Registered Member #160
Joined: Mon Feb 13 2006, 02:07AM
Location: Melbourne, Australia
Posts: 938
The fact that Mythbusters failed isn't really saying much. Tesla's mechanical oscillator I believe was based on his patent for his reciprocating engine. It would not be enough though to simply build it then set about bringing down buildings. You would need to know the frequency with which to vibrate the building at. Because with resonance, the effect is not immediately seen, it needs to build up over several cycles. I think that Tesla would have done his math before attempting his building vibration trick. As with a swing, even a small push can be built into a big swing given the timing and position of the next push.
Registered Member #902
Joined: Sun Jul 15 2007, 08:17PM
Location: North Texas
Posts: 1040
also in the mythbuster's tests, they tried it on structures that are designed to have the least likely chance of having a destructive harmonic frequency within that which the mythbusters could have made with that thing... and their "small scale test" of Tesla's building was not good at all, as the steel skeleton design of buildings was not around at that time... the walls bear the load then
Registered Member #1526
Joined: Mon Jun 09 2008, 12:56AM
Location: UK
Posts: 216
It`s clearly possible to make things, even buildings, resonate. The only question is; how to get a sufficiently large mass oscillating with enough amplitude to do anything interesting AND allow the frequency to be adjusted?
Registered Member #146
Joined: Sun Feb 12 2006, 04:21AM
Location: Austin Tx
Posts: 1055
Dont forget that resonant objects have a Q, and for most things its pretty low, meaning you will never store more than a few times as much energy in the resonant object than you store in your driver.
I personally dont believe it would work on any decent structure, unless of course your driver was a good fraction of the size of the building.
Registered Member #89
Joined: Thu Feb 09 2006, 02:40PM
Location: Zadar, Croatia
Posts: 3145
Bjørn Bæverfjord wrote ...
Ignore Tesla and Mythbusters. Read about mechanical resonance and damping, that should get you on the right track.

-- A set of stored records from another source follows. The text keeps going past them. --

use std::error::Error;
use std::path::Path;
use std::process::exit;

use clap::Parser;
use rusqlite::Connection;
use rust_decimal::Decimal;
use time::{Duration, OffsetDateTime};

use fintrack::{Category, Transaction, TransactionType, UserId, create_transaction, initialize_db};

/// A utility for creating a test database for the REST API server of fintrack.
#[derive(Parser, Debug)]
#[command(version, about, long_about = None)]
struct Args {
    /// File path to save the SQLite database to.
    #[arg(long, short)]
    output_path: String,

    /// The user that owns the demo transactions.
    #[arg(long, short, default_value_t = 1)]
    user_id: i64,
}

/// Amounts are in cents.
const MONTHLY_TRANSACTIONS: [(i64, TransactionType, Category, &str); 8] = [
    (520_000, TransactionType::Income, Category::Salary, "Monthly salary"),
    (180_000, TransactionType::Expense, Category::Rent, "Rent"),
    (42_550, TransactionType::Expense, Category::Groceries, "Weekly shops"),
    (18_990, TransactionType::Expense, Category::Utilities, "Power and internet"),
    (12_300, TransactionType::Expense, Category::Dining, "Eating out"),
    (9_500, TransactionType::Expense, Category::Transportation, "Bus pass"),
    (6_999, TransactionType::Expense, Category::Entertainment, "Cinema and streaming"),
    (25_000, TransactionType::Income, Category::Investment, "Dividends"),
];

/// Create and populate a database for manual testing.
fn main() -> Result<(), Box<dyn Error>> {
    let args = Args::parse();

    let output_path = Path::new(&args.output_path);

    match output_path.extension() {
        None => {
            eprintln!("Output path must include a file extension (e.g., 'my_database.db').");
            exit(1);
        }
        Some(extension) if extension.is_empty() => {
            eprintln!("Output path must include a file extension (e.g., 'my_database.db').");
            exit(1);
        }
        _ => {}
    }

    if output_path.is_file() {
        eprintln!("File already exists at {output_path:#?}!");
        exit(1);
    }

    let user_id = UserId::new(args.user_id)?;

    println!("Creating database at {output_path:#?}");
    let conn = Connection::open(output_path)?;

    initialize_db(&conn)?;

    println!("Creating demo transactions for user {user_id}...");

    let today = OffsetDateTime::now_utc().date();
    let mut count = 0;
    for month in 0..6 {
        let date = today - Duration::days(30 * month);

        for (cents, transaction_type, category, description) in MONTHLY_TRANSACTIONS {
            // Vary the amounts a little from month to month.
            let amount = Decimal::new(cents + month * 1_234, 2);
            create_transaction(
                Transaction::build(
                    user_id,
                    amount,
                    transaction_type,
                    category,
                    date,
                    description,
                ),
                &conn,
            )?;
            count += 1;
        }
    }

    println!("Created {count} transactions.");
    println!("Success!");

    Ok(())
}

Yes, Mythbusters had some grave misunderstandings - like measuring the fundamental resonant frequency of a steel bar hanging in air (which was actually in kHz and had nothing to do with resonant frequency of structures it may be used in), then trying to *break* it by a small vibrator operating at no more than few tens of Hz??, or, waiting for hours for resonance to ''build up'' on a very low Q system, where it actually does in first few cycles, and etc.
They are not to be considered as scientific evidence but I'm sure they would be happy to revisit and correct their mistakes if someone guides them into it.
About the whole earthquake machine thing I only know anecdotal tales and not really much concrete evidence about anything. I can't really comment on whether Tesla has done it or not, but someone can investigate basic possibility of the very thing;
Mythbusters have for example set the goal as 'could Tesla have created a small machine which would produce an earthquake-like effect in a building'.
Power input, type of building and even the size of the machine seem completely undefined though, which makes any concrete investigation hard. Mass of the machine is not defined either, and a large reciprocating mass may be beneficial in some cases.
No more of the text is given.